Andy Ogles’ amended finance reports leaves watchdog group with further questions

5th District congressman admits $300K loan never happened as primary opponent pounces

STEPHEN ELLIOTT, NASHVILLE BANNER

U.S. Rep. Andy Ogles amended nearly a dozen past campaign finance reports this week, acknowledging that a reported $320,000 personal loan he made to his campaign never happened.

The Republican representative for Tennessee’s 5th Congressional District has been under scrutiny for his financial reporting for months, and last year, he paid a fine to the Federal Election Commission for seemingly unrelated violations.

According to the amended reports, Ogles loaned his campaign for Congress just $20,000.

“I am a grassroots representative, and I pledged everything I own to run for the honor of representing Tennessee’s Fifth Congressional District,” Ogles said in a statement Thursday. “That $320,000 pledge comprised several documented assets, including bank and retirement accounts, which I was ready to personally risk for the chance to fight for Middle Tennessee. While we only needed to transfer $20,000, unfortunately, the full amount of my pledge was mistakenly included on my campaign’s FEC reports.”

However, the amended reports raise further questions about his campaign finances.

In addition to removing the $300,000 loan that never made its way to the campaign, Ogles’ report for the first quarter of 2024 shows notable changes in his contributions and disbursements. In the original report, filed in April, Ogles reported raising nearly $86,000 in the first three months of the year and spending more than $78,000, leaving him with almost $450,000 on hand. In the amended report for the same period, filed Wednesday, Ogles reported raising no money and spending just $1,321.90 in the first three months of the year, leaving him with less than $100,000 on hand. The Ogles campaign could not be reached for further comment.

The Campaign Legal Center, a campaign finance watchdog group that filed a formal complaint about Ogles, based some of its accusations on Ogles’ separate personal financial disclosure filings, which showed that he had few assets, income or savings, making a personal loan of any significance implausible.

Danielle Caputo, CLC’s legal counsel for ethics, told the Banner that the group is still reviewing the amended filings.

“What were all of those disbursements that were listed? And what’s going on now?” she said. “All of this is just very odd, to say the least. As of right now, we have ended up with more questions than we had at the time we filed the complaint.”

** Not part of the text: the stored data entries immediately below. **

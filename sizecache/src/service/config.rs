//! Facade configuration types.

use std::fmt;
use std::time::Duration;

use crate::config::defaults::{
    DEFAULT_AUTO_PREFETCH, DEFAULT_DEPENDENCY_MODE, DEFAULT_LOG_ENABLED,
};
use crate::item::DependencyMode;
use crate::scheduler::SchedulerConfig;
use crate::window::{ScrollAxis, WindowConfig};

/// How a cache-filling lookup computes a missing size.
#[derive(Debug, Clone, Copy, PartialEq, Eq, Default)]
pub enum LookupMode {
    /// Call the size computer on the calling thread.
    #[default]
    Inline,
    /// Hand the computation to the scheduler at explicit priority and wait
    /// up to `timeout`; compute inline if it does not finish in time.
    ///
    /// Lookups made from inside the runtime always compute inline, since
    /// they cannot block on it.
    Offload { timeout: Duration },
}

impl LookupMode {
    pub fn offload(timeout: Duration) -> Self {
        Self::Offload { timeout }
    }
}

impl fmt::Display for LookupMode {
    fn fmt(&self, f: &mut fmt::Formatter<'_>) -> fmt::Result {
        match self {
            Self::Inline => write!(f, "inline"),
            Self::Offload { timeout } => write!(f, "offload ({}ms)", timeout.as_millis()),
        }
    }
}

/// Configuration for a [`LayoutCache`](super::LayoutCache).
///
/// # Example
///
/// ```
/// use sizecache::item::DependencyMode;
/// use sizecache::service::LayoutCacheConfig;
///
/// let config = LayoutCacheConfig::default()
///     .with_max_concurrent(8)
///     .with_leading_margin(30)
///     .with_dependency_mode(DependencyMode::Size)
///     .with_auto_prefetch(true);
///
/// assert_eq!(config.scheduler.max_concurrent, 8);
/// assert_eq!(config.window.leading_margin, 30);
/// ```
#[derive(Debug, Clone, PartialEq)]
pub struct LayoutCacheConfig {
    pub scheduler: SchedulerConfig,
    pub window: WindowConfig,
    /// Container axis that cached sizes depend on.
    pub dependency_mode: DependencyMode,
    /// Start with scroll-driven prefetching enabled.
    pub auto_prefetch: bool,
    /// Start with diagnostics enabled.
    pub log_enabled: bool,
    pub lookup_mode: LookupMode,
}

impl Default for LayoutCacheConfig {
    fn default() -> Self {
        Self {
            scheduler: SchedulerConfig::default(),
            window: WindowConfig::default(),
            dependency_mode: DEFAULT_DEPENDENCY_MODE,
            auto_prefetch: DEFAULT_AUTO_PREFETCH,
            log_enabled: DEFAULT_LOG_ENABLED,
            lookup_mode: LookupMode::default(),
        }
    }
}

impl LayoutCacheConfig {
    pub fn with_max_concurrent(mut self, max_concurrent: usize) -> Self {
        self.scheduler = self.scheduler.with_max_concurrent(max_concurrent);
        self
    }

    pub fn with_window(mut self, window: WindowConfig) -> Self {
        self.window = window;
        self
    }

    pub fn with_leading_margin(mut self, margin: usize) -> Self {
        self.window = self.window.with_leading_margin(margin);
        self
    }

    pub fn with_trailing_margin(mut self, margin: usize) -> Self {
        self.window = self.window.with_trailing_margin(margin);
        self
    }

    pub fn with_axis(mut self, axis: ScrollAxis) -> Self {
        self.window = self.window.with_axis(axis);
        self
    }

    pub fn with_dependency_mode(mut self, mode: DependencyMode) -> Self {
        self.dependency_mode = mode;
        self
    }

    pub fn with_auto_prefetch(mut self, enabled: bool) -> Self {
        self.auto_prefetch = enabled;
        self
    }

    pub fn with_log_enabled(mut self, enabled: bool) -> Self {
        self.log_enabled = enabled;
        self
    }

    pub fn with_lookup_mode(mut self, mode: LookupMode) -> Self {
        self.lookup_mode = mode;
        self
    }
}
//! Work priorities.

use std::fmt;

/// Coarse priority band. Earlier variants run first.
#[derive(Debug, Clone, Copy, PartialEq, Eq, Hash, PartialOrd, Ord)]
pub enum PriorityClass {
    /// Requested explicitly by the caller (`start_caching`, offloaded lookups).
    Explicit,
    /// Currently on screen.
    Visible,
    /// Inside a prefetch margin.
    Prefetch,
}

/// Ordering key for pending work. Smaller values run first.
///
/// Within a class, `distance` orders by how far the item is from the
/// visible range. Leading-margin steps take odd distances and
/// trailing-margin steps even ones, so the two margins interleave with the
/// leading side slightly ahead.
#[derive(Debug, Clone, Copy, PartialEq, Eq, Hash, PartialOrd, Ord)]
pub struct Priority {
    pub class: PriorityClass,
    pub distance: u32,
}

impl Priority {
    pub const EXPLICIT: Priority = Priority {
        class: PriorityClass::Explicit,
        distance: 0,
    };

    pub const VISIBLE: Priority = Priority {
        class: PriorityClass::Visible,
        distance: 0,
    };

    pub const fn prefetch(distance: u32) -> Self {
        Self {
            class: PriorityClass::Prefetch,
            distance,
        }
    }

    /// Priority of the item `step` positions ahead of the visible range (1-based).
    pub fn leading(step: usize) -> Self {
        Self::prefetch(step_distance(step).saturating_mul(2).saturating_sub(1))
    }

    /// Priority of the item `step` positions behind the visible range (1-based).
    pub fn trailing(step: usize) -> Self {
        Self::prefetch(step_distance(step).saturating_mul(2))
    }
}

fn step_distance(step: usize) -> u32 {
    u32::try_from(step.max(1)).unwrap_or(u32::MAX)
}

impl Default for Priority {
    fn default() -> Self {
        Self::VISIBLE
    }
}

impl fmt::Display for Priority {
    fn fmt(&self, f: &mut fmt::Formatter<'_>) -> fmt::Result {
        match self.class {
            PriorityClass::Explicit => f.write_str("explicit"),
            PriorityClass::Visible => f.write_str("visible"),
            PriorityClass::Prefetch => write!(f, "prefetch/{}", self.distance),
        }
    }
}
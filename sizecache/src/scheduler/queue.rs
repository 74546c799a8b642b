//! Pending-work queue.

use std::collections::{BTreeMap, HashMap};

use super::{ComputeRequest, Priority};
use crate::cache::CacheKey;
use crate::item::ItemPosition;

type OrderKey = (Priority, ItemPosition, u64);

/// A request waiting for a worker, with the cache generation it was
/// submitted in.
#[derive(Debug, Clone)]
pub(crate) struct QueuedRequest {
    pub request: ComputeRequest,
    pub generation: u64,
    seq: u64,
}

impl QueuedRequest {
    fn order_key(&self) -> OrderKey {
        (self.request.priority, self.request.position, self.seq)
    }
}

/// What `push` did.
#[derive(Debug, Clone, Copy, PartialEq, Eq)]
pub(crate) enum Enqueued {
    New,
    /// Already queued; moved to the new priority.
    Reprioritized,
    /// Already queued at the same priority.
    Unchanged,
}

/// Pending requests, at most one per key, popped in
/// `(priority, position, submission order)` order.
#[derive(Debug, Default)]
pub(crate) struct PendingQueue {
    order: BTreeMap<OrderKey, CacheKey>,
    entries: HashMap<CacheKey, QueuedRequest>,
    next_seq: u64,
}

impl PendingQueue {
    pub fn new() -> Self {
        Self::default()
    }

    /// Queues `request`, or refreshes the existing entry for its key.
    ///
    /// A refreshed entry keeps its submission order but takes the newer
    /// request's frame, priority and generation.
    pub fn push(&mut self, request: ComputeRequest, generation: u64) -> Enqueued {
        if let Some(existing) = self.entries.get_mut(&request.key) {
            let old_order = existing.order_key();
            let reprioritized = existing.request.priority != request.priority;
            existing.request = request;
            existing.generation = generation;
            let new_order = existing.order_key();
            if old_order != new_order {
                let key = existing.request.key.clone();
                self.order.remove(&old_order);
                self.order.insert(new_order, key);
            }
            return if reprioritized {
                Enqueued::Reprioritized
            } else {
                Enqueued::Unchanged
            };
        }

        let seq = self.next_seq;
        self.next_seq += 1;
        let queued = QueuedRequest {
            request,
            generation,
            seq,
        };
        self.order.insert(queued.order_key(), queued.request.key.clone());
        self.entries.insert(queued.request.key.clone(), queued);
        Enqueued::New
    }

    /// Removes and returns the highest-priority request.
    pub fn pop(&mut self) -> Option<QueuedRequest> {
        let (_, key) = self.order.pop_first()?;
        self.entries.remove(&key)
    }

    pub fn remove(&mut self, key: &CacheKey) -> Option<QueuedRequest> {
        let queued = self.entries.remove(key)?;
        self.order.remove(&queued.order_key());
        Some(queued)
    }

    pub fn contains(&self, key: &CacheKey) -> bool {
        self.entries.contains_key(key)
    }

    pub fn len(&self) -> usize {
        self.entries.len()
    }

    pub fn is_empty(&self) -> bool {
        self.entries.is_empty()
    }

    /// Drops everything. Returns how many requests were removed.
    pub fn clear(&mut self) -> usize {
        let removed = self.entries.len();
        self.entries.clear();
        self.order.clear();
        removed
    }
}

Ogles was first elected in 2022 when he emerged from a crowded Republican primary to represent the redrawn 5th District, which formerly encompassed all of Nashville and favored Democrats. Previously, he worked for the anti-tax group Americans for Prosperity and was mayor of Maury County.

In addition to his campaign finance troubles, Ogles has faced scrutiny for his response to the Covenant School shooting in his district and his flip-flopping on Republican leadership of the House. Now, Metro Councilmember Courtney Johnston is challenging him in the GOP primary, and Nashville gun control advocate Maryam Abolfazli is running for the seat as a Democrat.

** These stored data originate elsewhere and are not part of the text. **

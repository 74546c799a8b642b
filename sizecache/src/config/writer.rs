//! INI serialization: `ConfigFile` -> commented config text.

use std::path::Path;

use super::settings::ConfigFile;
use crate::service::LookupMode;

/// Renders `config` as the commented INI written to config.ini.
pub(super) fn to_config_string(config: &ConfigFile) -> String {
    let lookup = match config.cache.lookup_mode {
        LookupMode::Inline => "inline",
        LookupMode::Offload { .. } => "offload",
    };
    let log_file = config
        .logging
        .file
        .as_deref()
        .map(path_to_string)
        .unwrap_or_default();

    format!(
        r#"[scheduler]
; Maximum size computations running at once (default: 40, clamped to 1-512)
max_concurrent = {}

[window]
; Items prefetched ahead of the visible range, in the scroll direction (default: 20)
leading_margin = {}
; Items kept warm behind the visible range (default: 5)
trailing_margin = {}
; Offset axis that decides the scroll direction: vertical or horizontal
axis = {}
; Start with scroll-driven prefetching enabled (default: false)
auto_prefetch = {}

[cache]
; Container axis item sizes depend on:
;   width  - vertical lists (height computed for the container width)
;   height - horizontal lists
;   size   - both axes
dependency_mode = {}
; How a lookup computes a missing size:
;   inline  - on the calling thread
;   offload - on a worker, waiting up to lookup_timeout_ms
lookup = {}
lookup_timeout_ms = {}

[logging]
; Emit cache diagnostics (default: true)
enabled = {}
; Default level when RUST_LOG is unset: trace, debug, info, warn, error
level = {}
; Optional log file; empty logs to stdout only
file = {}
"#,
        config.scheduler.max_concurrent,
        config.window.leading_margin,
        config.window.trailing_margin,
        config.window.axis,
        config.window.auto_prefetch,
        config.cache.dependency_mode,
        lookup,
        config.cache.lookup_timeout_ms,
        config.logging.enabled,
        config.logging.level,
        log_file,
    )
}

fn path_to_string(path: &Path) -> String {
    path.to_string_lossy().into_owned()
}
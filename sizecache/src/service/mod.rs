//! The public facade.
//!
//! [`LayoutCache`] ties the cache store, key resolver, frame tracker,
//! computation scheduler and window tracker together behind one object per
//! scrollable collection. [`LayoutCacheBuilder`] wires it up from a host
//! view, a size computer and a [`LayoutCacheConfig`].
//!
//! ```text
//! position_changed ─► WindowTracker ─► plan ─► ComputationScheduler ─► workers
//!                                                                         │
//! lookup ─────────────────────────────► CacheStore ◄──── put_if_current ──┘
//! ```

mod builder;
mod config;
mod error;
mod facade;

pub use builder::LayoutCacheBuilder;
pub use config::{LayoutCacheConfig, LookupMode};
pub use error::ServiceError;
pub use facade::{LayoutCache, LayoutCacheStats};
//! Scheduler configuration.

use crate::config::defaults::{DEFAULT_MAX_CONCURRENT, MAX_CONCURRENT_CEILING};

/// Clamps a concurrency ceiling into `[1, MAX_CONCURRENT_CEILING]`.
///
/// Logs a warning when the requested value had to change.
pub fn clamp_max_concurrent(requested: usize) -> usize {
    let clamped = requested.clamp(1, MAX_CONCURRENT_CEILING);
    if clamped != requested {
        tracing::warn!(
            requested,
            clamped,
            "max_concurrent out of range, clamping"
        );
    }
    clamped
}

/// Scheduler configuration.
#[derive(Debug, Clone, Copy, PartialEq, Eq)]
pub struct SchedulerConfig {
    /// Maximum computations started and not yet finished.
    pub max_concurrent: usize,
}

impl SchedulerConfig {
    pub fn new(max_concurrent: usize) -> Self {
        Self {
            max_concurrent: clamp_max_concurrent(max_concurrent),
        }
    }

    pub fn with_max_concurrent(mut self, max_concurrent: usize) -> Self {
        self.max_concurrent = clamp_max_concurrent(max_concurrent);
        self
    }
}

impl Default for SchedulerConfig {
    fn default() -> Self {
        Self {
            max_concurrent: DEFAULT_MAX_CONCURRENT,
        }
    }
}
//! Cache statistics tracking.

use std::sync::atomic::{AtomicU64, Ordering};

/// Lock-free cache counters.
#[derive(Debug, Default)]
pub struct CacheStats {
    hits: AtomicU64,
    misses: AtomicU64,
    writes: AtomicU64,
    stale_discards: AtomicU64,
    invalidations: AtomicU64,
}

impl CacheStats {
    pub fn record_hit(&self) {
        self.hits.fetch_add(1, Ordering::Relaxed);
    }

    pub fn record_miss(&self) {
        self.misses.fetch_add(1, Ordering::Relaxed);
    }

    pub fn record_write(&self) {
        self.writes.fetch_add(1, Ordering::Relaxed);
    }

    pub fn record_stale_discard(&self) {
        self.stale_discards.fetch_add(1, Ordering::Relaxed);
    }

    pub fn record_invalidations(&self, count: u64) {
        self.invalidations.fetch_add(count, Ordering::Relaxed);
    }

    /// Reads all counters. `entries` and `generation` come from the store.
    pub fn snapshot(&self, entries: usize, generation: u64) -> CacheStatsSnapshot {
        CacheStatsSnapshot {
            hits: self.hits.load(Ordering::Relaxed),
            misses: self.misses.load(Ordering::Relaxed),
            writes: self.writes.load(Ordering::Relaxed),
            stale_discards: self.stale_discards.load(Ordering::Relaxed),
            invalidations: self.invalidations.load(Ordering::Relaxed),
            entries,
            generation,
        }
    }
}

/// Point-in-time copy of the cache counters.
#[derive(Debug, Clone, Copy, Default, PartialEq, Eq)]
pub struct CacheStatsSnapshot {
    /// Lookups answered from the cache.
    pub hits: u64,
    /// Lookups that found nothing.
    pub misses: u64,
    /// Sizes stored.
    pub writes: u64,
    /// Worker results dropped because their generation was stale.
    pub stale_discards: u64,
    /// Entries removed by invalidation.
    pub invalidations: u64,
    /// Entries currently stored.
    pub entries: usize,
    /// Current generation.
    pub generation: u64,
}

impl CacheStatsSnapshot {
    /// Hit rate (0.0 to 1.0).
    pub fn hit_rate(&self) -> f64 {
        let total = self.hits + self.misses;
        if total == 0 {
            0.0
        } else {
            self.hits as f64 / total as f64
        }
    }
}
//! Diagnostic logging for the cache core.
//!
//! Core components never call `tracing` directly. They hold an
//! `Arc<dyn Logger>` and log through the `log_*!` macros, so hosts can route,
//! silence or gate diagnostics without a global subscriber.
//!
//! - [`Logger`]: the interface
//! - [`TracingLogger`]: forwards to `tracing` under the `sizecache` target
//! - [`NoOpLogger`]: discards everything
//! - [`GatedLogger`]: runtime on/off switch around another logger
//!
//! ```
//! use sizecache::log::{GatedLogger, Logger, NoOpLogger};
//! use sizecache::log_debug;
//! use std::sync::Arc;
//!
//! let logger = Arc::new(GatedLogger::new(Arc::new(NoOpLogger)));
//! log_debug!(logger, "window moved to {}", 42);
//! logger.set_enabled(false);
//! ```

mod gate;
mod noop;
mod tracing_adapter;
mod r#trait;

pub use gate::GatedLogger;
pub use noop::NoOpLogger;
pub use r#trait::{LogLevel, Logger, ParseLogLevelError};
pub use tracing_adapter::TracingLogger;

“Andy Ogles lied to the federal government and got caught,” Johnston said in a statement Thursday. “Normal folks get in big trouble for lying to the feds about money, but Andy is a politician who thinks he deserves a free pass and two more years of a taxpayer salary. If Andy Ogles is willing to lie about his own money, what won’t he lie about? Voters in Middle Tennessee deserve a member of Congress they can trust.”

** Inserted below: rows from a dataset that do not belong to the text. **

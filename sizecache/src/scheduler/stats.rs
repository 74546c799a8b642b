//! Scheduler counters.

use std::sync::atomic::{AtomicU64, AtomicUsize, Ordering};

/// Lock-free scheduler counters.
#[derive(Debug, Default)]
pub struct SchedulerStats {
    submitted: AtomicU64,
    deduplicated: AtomicU64,
    reprioritized: AtomicU64,
    started: AtomicU64,
    completed: AtomicU64,
    failed: AtomicU64,
    cancelled: AtomicU64,
    stale_discards: AtomicU64,
    peak_active: AtomicUsize,
}

impl SchedulerStats {
    pub(crate) fn record_submitted(&self) {
        self.submitted.fetch_add(1, Ordering::Relaxed);
    }

    pub(crate) fn record_deduplicated(&self) {
        self.deduplicated.fetch_add(1, Ordering::Relaxed);
    }

    pub(crate) fn record_reprioritized(&self) {
        self.reprioritized.fetch_add(1, Ordering::Relaxed);
    }

    pub(crate) fn record_started(&self, active: usize) {
        self.started.fetch_add(1, Ordering::Relaxed);
        self.peak_active.fetch_max(active, Ordering::Relaxed);
    }

    pub(crate) fn record_completed(&self) {
        self.completed.fetch_add(1, Ordering::Relaxed);
    }

    pub(crate) fn record_failed(&self) {
        self.failed.fetch_add(1, Ordering::Relaxed);
    }

    pub(crate) fn record_cancelled(&self, count: u64) {
        self.cancelled.fetch_add(count, Ordering::Relaxed);
    }

    pub(crate) fn record_stale_discard(&self) {
        self.stale_discards.fetch_add(1, Ordering::Relaxed);
    }

    /// Reads all counters. `active` and `pending` come from the scheduler state.
    pub fn snapshot(&self, active: usize, pending: usize) -> SchedulerStatsSnapshot {
        SchedulerStatsSnapshot {
            submitted: self.submitted.load(Ordering::Relaxed),
            deduplicated: self.deduplicated.load(Ordering::Relaxed),
            reprioritized: self.reprioritized.load(Ordering::Relaxed),
            started: self.started.load(Ordering::Relaxed),
            completed: self.completed.load(Ordering::Relaxed),
            failed: self.failed.load(Ordering::Relaxed),
            cancelled: self.cancelled.load(Ordering::Relaxed),
            stale_discards: self.stale_discards.load(Ordering::Relaxed),
            peak_active: self.peak_active.load(Ordering::Relaxed),
            active,
            pending,
        }
    }
}

/// Point-in-time copy of the scheduler counters.
#[derive(Debug, Clone, Copy, Default, PartialEq, Eq)]
pub struct SchedulerStatsSnapshot {
    /// Requests passed to `submit`.
    pub submitted: u64,
    /// Submissions that were no-ops (already cached, queued or running).
    pub deduplicated: u64,
    /// Queued requests moved to a different priority.
    pub reprioritized: u64,
    /// Computations started on a worker.
    pub started: u64,
    /// Computations whose result was stored.
    pub completed: u64,
    /// Computations that returned an error or panicked.
    pub failed: u64,
    /// Requests cancelled before or during execution.
    pub cancelled: u64,
    /// Successful results dropped because they were no longer wanted.
    pub stale_discards: u64,
    /// Highest number of simultaneously active computations.
    pub peak_active: usize,
    pub active: usize,
    pub pending: usize,
}

#[cfg(test)]
mod tests {
    use super::*;

    #[test]
    fn test_peak_tracks_maximum() {
        let stats = SchedulerStats::default();
        stats.record_started(3);
        stats.record_started(7);
        stats.record_started(2);

        let snapshot = stats.snapshot(2, 0);
        assert_eq!(snapshot.started, 3);
        assert_eq!(snapshot.peak_active, 7);
        assert_eq!(snapshot.active, 2);
    }

    #[test]
    fn test_cancelled_accumulates() {
        let stats = SchedulerStats::default();
        stats.record_cancelled(3);
        stats.record_cancelled(2);
        assert_eq!(stats.snapshot(0, 0).cancelled, 5);
    }
}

Editor’s Note: Sounds like an accounting problem but is it to the brink of incompetence? Probably…. and that is probably all it is. In the meantime his voting record is flawless

Defunding “Kill-switch” Mandate

This federal “kill-switch” mandate to forcibly “monitor the performance” of every driver and automatically “prevent or limit motor vehicle operation” is a violation of the fundamental right of the American people to travel freely, with a reasonable expectation of privacy. The Fourth and Fifth Amendments to the U.S. Constitution not only protect against “unreasonable searches and seizures” of persons and their possessions, but also provide that no person shall be deprived of “liberty, or property, without due process of law.”

He voted YES to defund.


National Monument Declarations

Although the Founding Fathers did not envision the federal government indefinitely “owning” 30 percent of the land area of the states as it now does, they did grant Congress, not the president, the “Power to dispose of and make all needful Rules and Regulations respecting the Territory or other Property belonging to the United States” (Article IV, Section 3 of the Constitution). As to whether the federal government has the right to ownership and control of a large percentage of the land area of the states for an indefinite period of time, here’s Founding Father Thomas Jefferson’s answer in his Kentucky Resolutions of 1798: “The several states composing the United States of America, are not united on the principle of unlimited submission to their General Government; but that by compact under the style and title of a Constitution for the United States and of amendments thereto, they constituted a General Government for special purposes, delegated to that Government certain definite powers, reserving each state to itself, the residuary mass of right to their own self Government; and that whensoever the General Government assumes undelegated powers, its acts are unauthoritative, void, and of no force.”

He voted Yes which Constitutionally correct.